Informasi diperoleh pada Sabtu (2/6/2018), menurut pengakuan Handerson Sembiring kepada petugas, pada Minggu (20/5/2018) lalu, korban menelepon Anderson Sembiring untuk memberitahukan jika korban sudah hamil.Mendengar pengakuan korban itu, Anderson Sembiring panik dan menyuruh korban untuk menggugurkan kandungannya, tapi korban tidak mau.

Mendengar jawaban korban itu, Handerson mengutarakan akan mencari solusi jika korban tidak mau. Namun solusi tak kunjung dapat. Akhirnya Handerson Sembiring merencanakan untuk bertemu korban di gereja. Puncaknya pada Kamis (31/5/2018), Handerson menelepon korban untuk menyuruh datang ke gereja dengan alasan jika pada pukul 12.00 Wib, Anderson akan mengikuti kebaktian di daerah Kabanjahe. Korban menjawab pasti datang ke gereja.

Sebelum percakapan via selular terputus, Handerson bertanya dimana posisi korban dan dijawab korban jika berada di daerah Kecamatan Patumbak.Mendengar jawaban korban berada di Patumbak, Handerson Sembiring cemburu jika korban bersama teman lelakinya. Saat korban sudah digereja, terjadi percekcokan antara korban dengan Anderson karena rasa cemburu.

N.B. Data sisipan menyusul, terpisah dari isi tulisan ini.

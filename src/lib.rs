pub mod client;
pub mod cmd;
pub mod config;
pub mod connection;
pub mod db;
pub mod frame;
pub mod server;
pub mod snapshot;

/// Default TCP port the server listens on.
pub const DEFAULT_PORT: u16 = 6379;

pub type Error = Box<dyn std::error::Error + Send + Sync>;

pub type Result<T> = std::result::Result<T, Error>;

Handerson melarang korban untuk menjalin hubungan dengan lelaki lain tapi korban tidak mau sehingga korban dan Handerson saling mengeluarkan ucapan akan saling membunuh.Korban mengambil pisau dan Handerson Sembiring panik dan langsung memukul pundak sebelah kiri korban dengan alu sebanyak dua kali hingga korban terjatuh.

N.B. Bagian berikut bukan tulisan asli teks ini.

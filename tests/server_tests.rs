//! End-to-end tests running a real server on an ephemeral port.

use std::future::pending;
use std::net::SocketAddr;
use std::time::Duration;

use bytes::Bytes;
use tempfile::TempDir;
use tokio::io::{AsyncReadExt, AsyncWriteExt};
use tokio::net::{TcpListener, TcpStream};
use tokio::time::sleep;

use snapkv::client::Client;
use snapkv::config::Config;
use snapkv::server;

async fn start_server(config: Config) -> SocketAddr {
    let listener = TcpListener::bind("127.0.0.1:0").await.unwrap();
    let addr = listener.local_addr().unwrap();

    tokio::spawn(server::run(listener, config, pending::<()>()));

    addr
}

fn test_config(dir: &TempDir) -> Config {
    Config {
        port: 0,
        dir: dir.path().to_str().unwrap().to_string(),
        dbfilename: "dump.rdb".to_string(),
    }
}

async fn expect_reply(stream: &mut TcpStream, expected: &[u8]) {
    let mut buf = vec![0u8; expected.len()];
    stream.read_exact(&mut buf).await.unwrap();

    assert_eq!(
        buf,
        expected,
        "expected {:?}, got {:?}",
        String::from_utf8_lossy(expected),
        String::from_utf8_lossy(&buf)
    );
}

#[tokio::test]
async fn ping_echoes_its_argument() {
    let dir = TempDir::new().unwrap();
    let addr = start_server(test_config(&dir)).await;

    let mut stream = TcpStream::connect(addr).await.unwrap();
    stream
        .write_all(b"*2\r\n$4\r\nPING\r\n$2\r\nhi\r\n")
        .await
        .unwrap();

    expect_reply(&mut stream, b"$2\r\nhi\r\n").await;
}

#[tokio::test]
async fn set_then_get_round_trips() {
    let dir = TempDir::new().unwrap();
    let addr = start_server(test_config(&dir)).await;

    let mut stream = TcpStream::connect(addr).await.unwrap();

    stream
        .write_all(b"*3\r\n$3\r\nSET\r\n$1\r\nk\r\n$1\r\nv\r\n")
        .await
        .unwrap();
    expect_reply(&mut stream, b"+OK\r\n").await;

    stream
        .write_all(b"*2\r\n$3\r\nGET\r\n$1\r\nk\r\n")
        .await
        .unwrap();
    expect_reply(&mut stream, b"$1\r\nv\r\n").await;
}

#[tokio::test]
async fn non_utf8_keys_round_trip() {
    let dir = TempDir::new().unwrap();
    let addr = start_server(test_config(&dir)).await;

    let mut stream = TcpStream::connect(addr).await.unwrap();

    stream
        .write_all(b"*3\r\n$3\r\nSET\r\n$2\r\n\xff\x00\r\n$1\r\nv\r\n")
        .await
        .unwrap();
    expect_reply(&mut stream, b"+OK\r\n").await;

    stream
        .write_all(b"*2\r\n$3\r\nGET\r\n$2\r\n\xff\x00\r\n")
        .await
        .unwrap();
    expect_reply(&mut stream, b"$1\r\nv\r\n").await;
}

#[tokio::test]
async fn get_of_missing_key_is_null() {
    let dir = TempDir::new().unwrap();
    let addr = start_server(test_config(&dir)).await;

    let mut stream = TcpStream::connect(addr).await.unwrap();

    stream
        .write_all(b"*2\r\n$3\r\nGET\r\n$7\r\nmissing\r\n")
        .await
        .unwrap();
    expect_reply(&mut stream, b"$-1\r\n").await;
}

#[tokio::test]
async fn set_with_px_expires() {
    let dir = TempDir::new().unwrap();
    let addr = start_server(test_config(&dir)).await;

    let mut client = Client::connect(addr).await.unwrap();

    client
        .set_px("k", Bytes::from_static(b"v"), 100)
        .await
        .unwrap();

    assert_eq!(
        client.get("k").await.unwrap(),
        Some(Bytes::from_static(b"v"))
    );

    sleep(Duration::from_millis(200)).await;

    assert_eq!(client.get("k").await.unwrap(), None);
}

#[tokio::test]
async fn keys_lists_the_wildcard_set() {
    let dir = TempDir::new().unwrap();
    let addr = start_server(test_config(&dir)).await;

    let mut client = Client::connect(addr).await.unwrap();

    client.set("a", Bytes::from_static(b"1")).await.unwrap();
    client.set("b", Bytes::from_static(b"2")).await.unwrap();

    let mut keys = client.keys("*").await.unwrap();
    keys.sort();
    assert_eq!(keys, vec![Bytes::from_static(b"a"), Bytes::from_static(b"b")]);

    // only the bare wildcard is supported
    assert!(client.keys("a*").await.unwrap().is_empty());
}

#[tokio::test]
async fn config_get_returns_configured_dir() {
    let dir = TempDir::new().unwrap();
    let config = test_config(&dir);
    let expected_dir = config.dir.clone();
    let addr = start_server(config).await;

    let mut client = Client::connect(addr).await.unwrap();

    assert_eq!(
        client.config_get("dir").await.unwrap(),
        Some(("dir".to_string(), expected_dir))
    );
    assert_eq!(client.config_get("maxmemory").await.unwrap(), None);
}

#[tokio::test]
async fn save_then_restart_preserves_dataset() {
    let dir = TempDir::new().unwrap();
    let config = test_config(&dir);

    let addr = start_server(config.clone()).await;
    let mut client = Client::connect(addr).await.unwrap();

    client.set("foo", Bytes::from_static(b"bar")).await.unwrap();
    client.set("n", Bytes::from_static(b"42")).await.unwrap();
    client.save().await.unwrap();

    // a fresh server instance hydrates from the snapshot
    let addr = start_server(config).await;
    let mut client = Client::connect(addr).await.unwrap();

    assert_eq!(
        client.get("foo").await.unwrap(),
        Some(Bytes::from_static(b"bar"))
    );
    assert_eq!(
        client.get("n").await.unwrap(),
        Some(Bytes::from_static(b"42"))
    );
}

#[tokio::test]
async fn pipelined_requests_are_answered_in_order() {
    let dir = TempDir::new().unwrap();
    let addr = start_server(test_config(&dir)).await;

    let mut stream = TcpStream::connect(addr).await.unwrap();

    stream
        .write_all(b"*1\r\n$4\r\nPING\r\n*1\r\n$4\r\nPING\r\n")
        .await
        .unwrap();

    expect_reply(&mut stream, b"+PONG\r\n+PONG\r\n").await;
}

#[tokio::test]
async fn unknown_command_reports_its_name() {
    let dir = TempDir::new().unwrap();
    let addr = start_server(test_config(&dir)).await;

    let mut stream = TcpStream::connect(addr).await.unwrap();

    stream
        .write_all(b"*1\r\n$5\r\nFLUSH\r\n")
        .await
        .unwrap();

    expect_reply(&mut stream, b"-ERR unknown command 'FLUSH'\r\n").await;
}

#[tokio::test]
async fn wrong_arity_is_an_error_reply() {
    let dir = TempDir::new().unwrap();
    let addr = start_server(test_config(&dir)).await;

    let mut stream = TcpStream::connect(addr).await.unwrap();

    stream.write_all(b"*1\r\n$3\r\nGET\r\n").await.unwrap();
    expect_reply(
        &mut stream,
        b"-ERR wrong number of arguments for 'get' command\r\n",
    )
    .await;

    // the connection stays usable after a command error
    stream.write_all(b"*1\r\n$4\r\nPING\r\n").await.unwrap();
    expect_reply(&mut stream, b"+PONG\r\n").await;
}

#[tokio::test]
async fn non_integer_px_is_an_error_reply() {
    let dir = TempDir::new().unwrap();
    let addr = start_server(test_config(&dir)).await;

    let mut stream = TcpStream::connect(addr).await.unwrap();

    stream
        .write_all(b"*5\r\n$3\r\nSET\r\n$1\r\nk\r\n$1\r\nv\r\n$2\r\nPX\r\n$4\r\nsoon\r\n")
        .await
        .unwrap();

    expect_reply(&mut stream, b"-ERR value is not an integer or out of range\r\n").await;
}

#[tokio::test]
async fn request_split_across_reads_is_reassembled() {
    let dir = TempDir::new().unwrap();
    let addr = start_server(test_config(&dir)).await;

    let mut stream = TcpStream::connect(addr).await.unwrap();

    stream.write_all(b"*2\r\n$4\r\nPI").await.unwrap();
    stream.flush().await.unwrap();
    sleep(Duration::from_millis(20)).await;
    stream.write_all(b"NG\r\n$2\r\nhi\r\n").await.unwrap();

    expect_reply(&mut stream, b"$2\r\nhi\r\n").await;
}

Selanjutnya, Handerson memukul pundak sebelah kanan dan kepala korban hingga helm yang dipakai korban pecah. Korban yang kesakitan pun menjerit minta tolong sehingga membuat Handerson Sembiring makin takut dimassa warga yang sudah ramai diluar.

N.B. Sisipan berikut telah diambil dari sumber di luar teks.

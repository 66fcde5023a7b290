use bytes::Bytes;
use tracing::error;

mod parse;

use crate::config::Config;
use crate::connection::Connection;
use crate::db::Db;
use crate::frame::Frame;
use crate::snapshot;
use parse::{Parse, ParseError};

#[derive(Debug)]
pub enum Command {
    Ping(Ping),
    Echo(Echo),
    Get(Get),
    Set(Set),
    Keys(Keys),
    Config(ConfigCmd),
    Save(Save),
    Unknown(Unknown),
}

#[derive(Debug, Default)]
pub struct Ping {
    pub msg: Option<Bytes>,
}

#[derive(Debug)]
pub struct Echo {
    pub msg: Bytes,
}

#[derive(Debug)]
pub struct Get {
    pub key: Bytes,
}

#[derive(Debug)]
pub struct Set {
    pub key: Bytes,
    pub value: Bytes,
    pub ttl_ms: Option<i64>,
}

#[derive(Debug)]
pub struct Keys {
    pub pattern: Bytes,
}

#[derive(Debug)]
pub struct ConfigCmd {
    action: ConfigAction,
}

#[derive(Debug)]
enum ConfigAction {
    Get(String),
    Path,
    Invalid,
}

#[derive(Debug, Default)]
pub struct Save;

#[derive(Debug)]
pub struct Unknown {
    name: String,
}

impl Command {
    /// Map a request frame onto a command. Command names are matched
    /// case-insensitively; arguments are taken byte-exact. Errors carry
    /// the full protocol error message for the reply.
    pub fn from_frame(frame: Frame) -> crate::Result<Command> {
        let mut parse = Parse::new(frame)?;

        let name = parse.next_string()?;

        let command = match name.to_lowercase().as_str() {
            "ping" => Command::Ping(Ping::parse_frames(&mut parse)?),
            "echo" => Command::Echo(
                Echo::parse_frames(&mut parse).map_err(|e| missing_args(e, "echo"))?,
            ),
            "get" => {
                Command::Get(Get::parse_frames(&mut parse).map_err(|e| missing_args(e, "get"))?)
            }
            "set" => {
                Command::Set(Set::parse_frames(&mut parse).map_err(|e| missing_args(e, "set"))?)
            }
            "keys" => Command::Keys(
                Keys::parse_frames(&mut parse).map_err(|e| missing_args(e, "keys"))?,
            ),
            "config" => Command::Config(ConfigCmd::parse_frames(&mut parse)?),
            "save" => Command::Save(Save),
            _ => Command::Unknown(Unknown { name }),
        };

        Ok(command)
    }

    pub(crate) async fn apply(
        self,
        conn: &mut Connection,
        db: &Db,
        config: &Config,
    ) -> crate::Result<()> {
        use Command::*;

        match self {
            Ping(cmd) => cmd.apply(conn).await,
            Echo(cmd) => cmd.apply(conn).await,
            Get(cmd) => cmd.apply(conn, db).await,
            Set(cmd) => cmd.apply(conn, db).await,
            Keys(cmd) => cmd.apply(conn, db).await,
            Config(cmd) => cmd.apply(conn, config).await,
            Save(cmd) => cmd.apply(conn, db, config).await,
            Unknown(cmd) => cmd.apply(conn).await,
        }
    }
}

/// A missing argument surfaces as the standard wrong-arity error for the
/// command; every other parse failure keeps its own message.
fn missing_args(err: ParseError, cmd: &str) -> crate::Error {
    match err {
        ParseError::EndOfStream => {
            format!("ERR wrong number of arguments for '{}' command", cmd).into()
        }
        err => err.into(),
    }
}

impl Ping {
    pub fn new(msg: Option<Bytes>) -> Ping {
        Ping { msg }
    }

    pub fn into_frame(self) -> Frame {
        let mut frame = Frame::array();
        frame.push_bulk(Bytes::from_static(b"ping"));

        if let Some(msg) = self.msg {
            frame.push_bulk(msg);
        }

        frame
    }

    fn parse_frames(parse: &mut Parse) -> Result<Ping, ParseError> {
        match parse.next_bytes() {
            Ok(msg) => Ok(Ping { msg: Some(msg) }),
            Err(ParseError::EndOfStream) => Ok(Ping::default()),
            Err(e) => Err(e),
        }
    }

    async fn apply(self, conn: &mut Connection) -> crate::Result<()> {
        let response = match self.msg {
            Some(msg) => Frame::Bulk(msg),
            None => Frame::Simple("PONG".to_string()),
        };

        conn.write_frame(&response).await?;

        Ok(())
    }
}

impl Echo {
    pub fn new(msg: Bytes) -> Echo {
        Echo { msg }
    }

    pub fn into_frame(self) -> Frame {
        let mut frame = Frame::array();
        frame.push_bulk(Bytes::from_static(b"echo"));
        frame.push_bulk(self.msg);

        frame
    }

    fn parse_frames(parse: &mut Parse) -> Result<Echo, ParseError> {
        let msg = parse.next_bytes()?;

        Ok(Echo { msg })
    }

    async fn apply(self, conn: &mut Connection) -> crate::Result<()> {
        conn.write_frame(&Frame::Bulk(self.msg)).await?;

        Ok(())
    }
}

impl Get {
    pub fn new(key: impl Into<Bytes>) -> Get {
        Get { key: key.into() }
    }

    pub fn into_frame(self) -> Frame {
        let mut frame = Frame::array();
        frame.push_bulk(Bytes::from_static(b"get"));
        frame.push_bulk(self.key);

        frame
    }

    // keys are opaque byte sequences, never validated as text
    fn parse_frames(parse: &mut Parse) -> Result<Get, ParseError> {
        let key = parse.next_bytes()?;

        Ok(Get { key })
    }

    async fn apply(self, conn: &mut Connection, db: &Db) -> crate::Result<()> {
        let response = match db.get(&self.key) {
            Some(value) => Frame::Bulk(value),
            None => Frame::Null,
        };

        conn.write_frame(&response).await?;

        Ok(())
    }
}

impl Set {
    pub fn new(key: impl Into<Bytes>, value: Bytes, ttl_ms: Option<i64>) -> Set {
        Set {
            key: key.into(),
            value,
            ttl_ms,
        }
    }

    pub fn into_frame(self) -> Frame {
        let mut frame = Frame::array();
        frame.push_bulk(Bytes::from_static(b"set"));
        frame.push_bulk(self.key);
        frame.push_bulk(self.value);

        if let Some(ms) = self.ttl_ms {
            frame.push_bulk(Bytes::from_static(b"px"));
            frame.push_bulk(Bytes::from(ms.to_string().into_bytes()));
        }

        frame
    }

    /// `SET key value [PX <ms>]`. Remaining arguments are scanned for a
    /// `PX` pair; the first one sets the TTL, anything unrecognized is
    /// accepted and ignored, and a trailing `PX` with no value is
    /// ignored as well.
    fn parse_frames(parse: &mut Parse) -> Result<Set, ParseError> {
        let key = parse.next_bytes()?;
        let value = parse.next_bytes()?;

        let mut ttl_ms = None;

        loop {
            match parse.next_bytes() {
                Ok(option) if option.as_ref().eq_ignore_ascii_case(b"px") => {
                    match parse.next_bytes() {
                        Ok(raw) => {
                            let ms = atoi::atoi::<i64>(&raw).ok_or(ParseError::Other(
                                "ERR value is not an integer or out of range".into(),
                            ))?;

                            if ttl_ms.is_none() {
                                ttl_ms = Some(ms);
                            }
                        }
                        Err(ParseError::EndOfStream) => break,
                        Err(e) => return Err(e),
                    }
                }
                Ok(_) => {}
                Err(ParseError::EndOfStream) => break,
                Err(e) => return Err(e),
            }
        }

        Ok(Set { key, value, ttl_ms })
    }

    async fn apply(self, conn: &mut Connection, db: &Db) -> crate::Result<()> {
        db.set(self.key, self.value, self.ttl_ms);

        conn.write_frame(&Frame::Simple("OK".to_string())).await?;

        Ok(())
    }
}

impl Keys {
    pub fn new(pattern: impl Into<Bytes>) -> Keys {
        Keys {
            pattern: pattern.into(),
        }
    }

    pub fn into_frame(self) -> Frame {
        let mut frame = Frame::array();
        frame.push_bulk(Bytes::from_static(b"keys"));
        frame.push_bulk(self.pattern);

        frame
    }

    fn parse_frames(parse: &mut Parse) -> Result<Keys, ParseError> {
        let pattern = parse.next_bytes()?;

        Ok(Keys { pattern })
    }

    async fn apply(self, conn: &mut Connection, db: &Db) -> crate::Result<()> {
        let mut response = Frame::array();

        for key in db.keys(&self.pattern) {
            response.push_bulk(key);
        }

        conn.write_frame(&response).await?;

        Ok(())
    }
}

impl ConfigCmd {
    pub fn get(param: impl ToString) -> ConfigCmd {
        ConfigCmd {
            action: ConfigAction::Get(param.to_string()),
        }
    }

    pub fn into_frame(self) -> Frame {
        let mut frame = Frame::array();
        frame.push_bulk(Bytes::from_static(b"config"));

        match self.action {
            ConfigAction::Get(param) => {
                frame.push_bulk(Bytes::from_static(b"get"));
                frame.push_bulk(Bytes::from(param.into_bytes()));
            }
            ConfigAction::Path => {
                frame.push_bulk(Bytes::from_static(b"path"));
            }
            ConfigAction::Invalid => {}
        }

        frame
    }

    /// Subcommand errors are reported as `ERR syntax error` at apply
    /// time rather than during parsing.
    fn parse_frames(parse: &mut Parse) -> Result<ConfigCmd, ParseError> {
        let action = match parse.next_string() {
            Ok(sub) => match sub.to_lowercase().as_str() {
                "get" => match parse.next_string() {
                    Ok(param) => ConfigAction::Get(param),
                    Err(ParseError::EndOfStream) => ConfigAction::Invalid,
                    Err(e) => return Err(e),
                },
                "path" => ConfigAction::Path,
                _ => ConfigAction::Invalid,
            },
            Err(ParseError::EndOfStream) => ConfigAction::Invalid,
            Err(e) => return Err(e),
        };

        Ok(ConfigCmd { action })
    }

    async fn apply(self, conn: &mut Connection, config: &Config) -> crate::Result<()> {
        let response = match self.action {
            ConfigAction::Get(param) => {
                let mut frame = Frame::array();

                if let Some(value) = config.get(&param) {
                    let value = value.to_string();
                    frame.push_bulk(Bytes::from(param.into_bytes()));
                    frame.push_bulk(Bytes::from(value.into_bytes()));
                }

                frame
            }
            ConfigAction::Path => {
                let path = config.db_path();
                let absolute = std::path::absolute(&path).unwrap_or(path);

                let mut frame = Frame::array();
                frame.push_bulk(Bytes::from_static(b"path"));
                frame.push_bulk(Bytes::from(
                    absolute.to_string_lossy().into_owned().into_bytes(),
                ));

                frame
            }
            ConfigAction::Invalid => Frame::Error("ERR syntax error".to_string()),
        };

        conn.write_frame(&response).await?;

        Ok(())
    }
}

impl Save {
    pub fn into_frame(self) -> Frame {
        let mut frame = Frame::array();
        frame.push_bulk(Bytes::from_static(b"save"));

        frame
    }

    async fn apply(self, conn: &mut Connection, db: &Db, config: &Config) -> crate::Result<()> {
        let response = match snapshot::save(config, db) {
            Ok(()) => Frame::Simple("OK".to_string()),
            Err(err) => {
                error!(cause = %err, "snapshot save failed");
                Frame::Error("ERR failed to save RDB file".to_string())
            }
        };

        conn.write_frame(&response).await?;

        Ok(())
    }
}

impl Unknown {
    async fn apply(self, conn: &mut Connection) -> crate::Result<()> {
        let response = Frame::Error(format!("ERR unknown command '{}'", self.name));

        conn.write_frame(&response).await?;

        Ok(())
    }
}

Karena korban sudah terkapar, pisau yang ditangannya lepas. Lalu Handerson mengambil pisau dan menikamkannya ke leher korban. Karena korban masih menjerit, Handerson menggorok leher korban hingga korban tewas berlumuran darah.

Setelah menjalankan aksi sadisnya, Handerson Sembiring membersihkan ceceran darah korban serta membuka celana korban dan menyetubuhi jasad korban sampai Handerson Sembiring puas.

Terkait hubungan Handerson Sembiring dengan korban, Handerson Sembiring kepada petugas mengaku sudah menjalin hubungan asmara dengan korban sejak tahun 2015.Perbuatan suami isteri dilakukan Hanserson Sembiring dengan korban di lokasi ladang karet milik Anderson sebanyak dua kali sepekan.

Pada saat ini belum dapat dipastikan apakah yang diucapkan oleh Henderson itu benar atau tidak.”Ada memang dia menyebut kalau korban sedang hamil. Namun pastinya hamil atau tidaknya kita masih menunggu hasil otopsi. Itukan masih dari dia saja,” ujar Ruzi.

Tidak hanya membunuh, diduga pelaku juga secara keji menyetubuhi korban, pasalnya ditemukan bercak sperma pada tubuh Rosalia. Informasi ini masih perlu penyelidikan lebih lanjut, pasalnya polisi belum bisa memastikan kalau bercak sperma tersebut merupakan milik pelaku sebagai petunjuk kalau korban telah diperkosa sebelum dibunuh.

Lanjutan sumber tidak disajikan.